Required action:
Reproduce all the entries beneath this sentence exactly.

Exercise inputs:
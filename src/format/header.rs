//! The 64-byte global archive header.

use crate::{Error, Result};

use super::{GLOBAL_HEADER_SIZE, IV_SIZE, SALT_SIZE, SIGNATURE, VERSION};

/// Archive-level flag bits.
///
/// Reserved bits are masked to zero on write and preserved on read.
#[derive(Debug, Clone, Copy, PartialEq, Eq, Default)]
pub struct ArchiveFlags(u16);

impl ArchiveFlags {
    /// Every entry payload is encrypted.
    pub const ENCRYPTED: u16 = 0x0001;
    /// At least one entry payload is compressed.
    pub const COMPRESSED: u16 = 0x0002;
    /// The archive carries metadata (in-memory concept; no on-disk layout
    /// is defined for the current format version).
    pub const HAS_METADATA: u16 = 0x0004;

    const KNOWN: u16 = Self::ENCRYPTED | Self::COMPRESSED | Self::HAS_METADATA;

    /// Creates flags from a raw bit pattern.
    pub fn from_bits(bits: u16) -> Self {
        Self(bits)
    }

    /// Returns the raw bits.
    pub fn bits(self) -> u16 {
        self.0
    }

    /// Returns the bits with all reserved bits cleared, as written to disk.
    pub fn bits_for_write(self) -> u16 {
        self.0 & Self::KNOWN
    }

    /// Returns true if the given bit is set.
    pub fn contains(self, bit: u16) -> bool {
        self.0 & bit != 0
    }

    /// Sets or clears the given bit.
    pub fn set(&mut self, bit: u16, value: bool) {
        if value {
            self.0 |= bit;
        } else {
            self.0 &= !bit;
        }
    }
}

/// The fixed 64-byte header at the start of every VARC file.
///
/// Layout (all integers big-endian):
///
/// | offset | size | field      |
/// |--------|------|------------|
/// | 0      | 4    | signature  |
/// | 4      | 2    | version    |
/// | 6      | 2    | flags      |
/// | 8      | 4    | file_count |
/// | 12     | 32   | salt       |
/// | 44     | 16   | iv         |
/// | 60     | 4    | reserved   |
#[derive(Debug, Clone, PartialEq, Eq)]
pub struct GlobalHeader {
    /// Format version word; high byte major, low byte minor.
    pub version: u16,
    /// Archive flag bits.
    pub flags: ArchiveFlags,
    /// Number of entries that follow the header.
    pub file_count: u32,
    /// PBKDF2 salt; all zero when the archive is not encrypted.
    pub salt: [u8; SALT_SIZE],
    /// AES-CBC IV; all zero when the archive is not encrypted.
    pub iv: [u8; IV_SIZE],
    /// Reserved tail of the header; zero on write, preserved on read.
    pub reserved: u32,
}

impl GlobalHeader {
    /// Creates a fresh header for an empty, unencrypted archive.
    pub fn new() -> Self {
        Self {
            version: VERSION,
            flags: ArchiveFlags::default(),
            file_count: 0,
            salt: [0u8; SALT_SIZE],
            iv: [0u8; IV_SIZE],
            reserved: 0,
        }
    }

    /// Returns true if the archive-level encrypted flag is set.
    pub fn is_encrypted(&self) -> bool {
        self.flags.contains(ArchiveFlags::ENCRYPTED)
    }

    /// Returns true if the archive-level compressed flag is set.
    pub fn is_compressed(&self) -> bool {
        self.flags.contains(ArchiveFlags::COMPRESSED)
    }

    /// Serializes the header to its fixed 64-byte representation.
    pub fn to_bytes(&self) -> [u8; GLOBAL_HEADER_SIZE] {
        let mut out = [0u8; GLOBAL_HEADER_SIZE];
        out[0..4].copy_from_slice(&SIGNATURE);
        out[4..6].copy_from_slice(&self.version.to_be_bytes());
        out[6..8].copy_from_slice(&self.flags.bits_for_write().to_be_bytes());
        out[8..12].copy_from_slice(&self.file_count.to_be_bytes());
        out[12..44].copy_from_slice(&self.salt);
        out[44..60].copy_from_slice(&self.iv);
        // reserved stays zero on write
        out
    }

    /// Parses a header from the first 64 bytes of an archive.
    ///
    /// # Errors
    ///
    /// Returns [`Error::Truncated`] when fewer than 64 bytes are supplied,
    /// [`Error::InvalidSignature`] when the magic does not match, and
    /// [`Error::UnsupportedVersion`] for any version other than the
    /// published 0.3.
    pub fn parse(bytes: &[u8]) -> Result<Self> {
        if bytes.len() < GLOBAL_HEADER_SIZE {
            return Err(Error::Truncated {
                offset: bytes.len(),
                needed: GLOBAL_HEADER_SIZE - bytes.len(),
            });
        }
        if bytes[0..4] != SIGNATURE {
            return Err(Error::InvalidSignature);
        }

        let version = u16::from_be_bytes([bytes[4], bytes[5]]);
        if version != VERSION {
            return Err(Error::UnsupportedVersion { version });
        }

        let flags = ArchiveFlags::from_bits(u16::from_be_bytes([bytes[6], bytes[7]]));
        let file_count = u32::from_be_bytes([bytes[8], bytes[9], bytes[10], bytes[11]]);

        let mut salt = [0u8; SALT_SIZE];
        salt.copy_from_slice(&bytes[12..44]);
        let mut iv = [0u8; IV_SIZE];
        iv.copy_from_slice(&bytes[44..60]);

        let reserved = u32::from_be_bytes([bytes[60], bytes[61], bytes[62], bytes[63]]);

        Ok(Self {
            version,
            flags,
            file_count,
            salt,
            iv,
            reserved,
        })
    }
}

impl Default for GlobalHeader {
    fn default() -> Self {
        Self::new()
    }
}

Completed task:
filename src/format/header.rs
//! The 64-byte global archive header.

use crate::{Error, Result};

use super::{GLOBAL_HEADER_SIZE, IV_SIZE, SALT_SIZE, SIGNATURE, VERSION};

/// Archive-level flag bits.
///
/// Reserved bits are masked to zero on write and preserved on read.
#[derive(Debug, Clone, Copy, PartialEq, Eq, Default)]
pub struct ArchiveFlags(u16);

impl ArchiveFlags {
    /// Every entry payload is encrypted.
    pub const ENCRYPTED: u16 = 0x0001;
    /// At least one entry payload is compressed.
    pub const COMPRESSED: u16 = 0x0002;
    /// The archive carries metadata (in-memory concept; no on-disk layout
    /// is defined for the current format version).
    pub const HAS_METADATA: u16 = 0x0004;

    const KNOWN: u16 = Self::ENCRYPTED | Self::COMPRESSED | Self::HAS_METADATA;

    /// Creates flags from a raw bit pattern.
    pub fn from_bits(bits: u16) -> Self {
        Self(bits)
    }

    /// Returns the raw bits.
    pub fn bits(self) -> u16 {
        self.0
    }

    /// Returns the bits with all reserved bits cleared, as written to disk.
    pub fn bits_for_write(self) -> u16 {
        self.0 & Self::KNOWN
    }

    /// Returns true if the given bit is set.
    pub fn contains(self, bit: u16) -> bool {
        self.0 & bit != 0
    }

    /// Sets or clears the given bit.
    pub fn set(&mut self, bit: u16, value: bool) {
        if value {
            self.0 |= bit;
        } else {
            self.0 &= !bit;
        }
    }
}

/// The fixed 64-byte header at the start of every VARC file.
///
/// Layout (all integers big-endian):
///
/// | offset | size | field      |
/// |--------|------|------------|
/// | 0      | 4    | signature  |
/// | 4      | 2    | version    |
/// | 6      | 2    | flags      |
/// | 8      | 4    | file_count |
/// | 12     | 32   | salt       |
/// | 44     | 16   | iv         |
/// | 60     | 4    | reserved   |
#[derive(Debug, Clone, PartialEq, Eq)]
pub struct GlobalHeader {
    /// Format version word; high byte major, low byte minor.
    pub version: u16,
    /// Archive flag bits.
    pub flags: ArchiveFlags,
    /// Number of entries that follow the header.
    pub file_count: u32,
    /// PBKDF2 salt; all zero when the archive is not encrypted.
    pub salt: [u8; SALT_SIZE],
    /// AES-CBC IV; all zero when the archive is not encrypted.
    pub iv: [u8; IV_SIZE],
    /// Reserved tail of the header; zero on write, preserved on read.
    pub reserved: u32,
}

impl GlobalHeader {
    /// Creates a fresh header for an empty, unencrypted archive.
    pub fn new() -> Self {
        Self {
            version: VERSION,
            flags: ArchiveFlags::default(),
            file_count: 0,
            salt: [0u8; SALT_SIZE],
            iv: [0u8; IV_SIZE],
            reserved: 0,
        }
    }

    /// Returns true if the archive-level encrypted flag is set.
    pub fn is_encrypted(&self) -> bool {
        self.flags.contains(ArchiveFlags::ENCRYPTED)
    }

    /// Returns true if the archive-level compressed flag is set.
    pub fn is_compressed(&self) -> bool {
        self.flags.contains(ArchiveFlags::COMPRESSED)
    }

    /// Serializes the header to its fixed 64-byte representation.
    pub fn to_bytes(&self) -> [u8; GLOBAL_HEADER_SIZE] {
        let mut out = [0u8; GLOBAL_HEADER_SIZE];
        out[0..4].copy_from_slice(&SIGNATURE);
        out[4..6].copy_from_slice(&self.version.to_be_bytes());
        out[6..8].copy_from_slice(&self.flags.bits_for_write().to_be_bytes());
        out[8..12].copy_from_slice(&self.file_count.to_be_bytes());
        out[12..44].copy_from_slice(&self.salt);
        out[44..60].copy_from_slice(&self.iv);
        // reserved stays zero on write
        out
    }

    /// Parses a header from the first 64 bytes of an archive.
    ///
    /// # Errors
    ///
    /// Returns [`Error::Truncated`] when fewer than 64 bytes are supplied,
    /// [`Error::InvalidSignature`] when the magic does not match, and
    /// [`Error::UnsupportedVersion`] for any version other than the
    /// published 0.3.
    pub fn parse(bytes: &[u8]) -> Result<Self> {
        if bytes.len() < GLOBAL_HEADER_SIZE {
            return Err(Error::Truncated {
                offset: bytes.len(),
                needed: GLOBAL_HEADER_SIZE - bytes.len(),
            });
        }
        if bytes[0..4] != SIGNATURE {
            return Err(Error::InvalidSignature);
        }

        let version = u16::from_be_bytes([bytes[4], bytes[5]]);
        if version != VERSION {
            return Err(Error::UnsupportedVersion { version });
        }

        let flags = ArchiveFlags::from_bits(u16::from_be_bytes([bytes[6], bytes[7]]));
        let file_count = u32::from_be_bytes([bytes[8], bytes[9], bytes[10], bytes[11]]);

        let mut salt = [0u8; SALT_SIZE];
        salt.copy_from_slice(&bytes[12..44]);
        let mut iv = [0u8; IV_SIZE];
        iv.copy_from_slice(&bytes[44..60]);

        let reserved = u32::from_be_bytes([bytes[60], bytes[61], bytes[62], bytes[63]]);

        Ok(Self {
            version,
            flags,
            file_count,
            salt,
            iv,
            reserved,
        })
    }
}

impl Default for GlobalHeader {
    fn default() -> Self {
        Self::new()
    }
}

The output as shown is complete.